Vibrio parahaemolyticus carrying a pathogenic plasmid (VP_AHPND) is one of the main causative agents of acute hepatopancreatic necrosis disease (AHPND) in shrimp aquaculture. Knowledge about the mechanism of shrimp resistant to VP_AHPND is very helpful for developing efficient strategy for breeding AHPND resistant shrimp. In order to learn the mechanism of shrimp resistant to AHPND, comparative transcriptome was applied to analyze the different expressions of genes in the hepatopancreas of shrimp from different families with different resistance to VP_AHPND. Through comparative analysis on the hepatopancreas of shrimp from VP_AHPND resistant family and susceptible family, we found that differentially expressed genes (DEGs) were mainly involved in immune and metabolic processes.
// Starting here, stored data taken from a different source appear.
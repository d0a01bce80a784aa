//! Repository port for sprint persistence.

use crate::sprint::domain::{Sprint, SprintVersion};
use crate::task::domain::SprintId;
use async_trait::async_trait;
use std::sync::Arc;
use thiserror::Error;

/// Result type for sprint repository operations.
pub type SprintRepositoryResult<T> = Result<T, SprintRepositoryError>;

/// Sprint persistence contract.
#[async_trait]
pub trait SprintRepository: Send + Sync {
    /// Stores a new sprint.
    ///
    /// # Errors
    ///
    /// Returns [`SprintRepositoryError::DuplicateSprint`] when the identifier
    /// already exists.
    async fn store(&self, sprint: &Sprint) -> SprintRepositoryResult<()>;

    /// Persists changes to an existing sprint when the stored version still
    /// matches `expected`, returning the sprint with its bumped version.
    ///
    /// # Errors
    ///
    /// Returns [`SprintRepositoryError::NotFound`] when the sprint does not
    /// exist and [`SprintRepositoryError::Conflict`] when another writer
    /// updated it first.
    async fn update_with_version(
        &self,
        sprint: &Sprint,
        expected: SprintVersion,
    ) -> SprintRepositoryResult<Sprint>;

    /// Finds a sprint by identifier.
    ///
    /// Returns `None` when the sprint does not exist.
    async fn find_by_id(&self, id: SprintId) -> SprintRepositoryResult<Option<Sprint>>;

    /// Returns every sprint ordered by start date.
    async fn list_all(&self) -> SprintRepositoryResult<Vec<Sprint>>;
}

/// Optimistic concurrency failure on a sprint update.
#[derive(Debug, Clone, Copy, Error, PartialEq, Eq)]
#[error("sprint {sprint_id} version conflict: expected {expected_version}, found {actual_version}")]
pub struct SprintConflictError {
    /// Sprint whose update was rejected.
    pub sprint_id: SprintId,
    /// Version the writer read.
    pub expected_version: SprintVersion,
    /// Version currently stored.
    pub actual_version: SprintVersion,
}

/// Errors returned by sprint repository implementations.
#[derive(Debug, Clone, Error)]
pub enum SprintRepositoryError {
    /// A sprint with the same identifier already exists.
    #[error("duplicate sprint identifier: {0}")]
    DuplicateSprint(SprintId),

    /// The sprint was not found.
    #[error("sprint not found: {0}")]
    NotFound(SprintId),

    /// The stored version moved on since the sprint was read.
    #[error(transparent)]
    Conflict(#[from] SprintConflictError),

    /// Persistence-layer failure.
    #[error("persistence error: {0}")]
    Persistence(Arc<dyn std::error::Error + Send + Sync>),
}

impl SprintRepositoryError {
    /// Wraps a persistence error.
    pub fn persistence(err: impl std::error::Error + Send + Sync + 'static) -> Self {
        Self::Persistence(Arc::new(err))
    }
}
Most of the immune-related genes among DEGs were highly expressed in the hepatopancreas of shrimp from resistant family, involved in recognition of pathogen-associated molecular patterns, phagocytosis and elimination of pathogens, maintenance of reactive oxygen species homeostasis and other immune processes etc. However, most metabolic-related genes were highly expressed in the hepatopancreas of shrimp from susceptible family, involved in metabolism of lipid, vitamin, cofactors, glucose, carbohydrate and serine. Interestingly, when we analyzed the expression of above DEGs in the shrimp after VP_AHPND infection, we found that the most of identified immune-related genes remained at high expression levels in the hepatopancreas of shrimp from the VP_AHPND resistant family, and most of the identified metabolic-related genes were still at high expression levels in the hepatopancreas of shrimp from the VP_AHPND susceptible family. The data suggested that the differential expression of these immune-related and metabolic-related genes in hepatopancreas might contribute to the resistance variations of shrimp to VP_AHPND. These results provided valuable information for understanding the resistant mechanism of shrimp to VP_AHPND.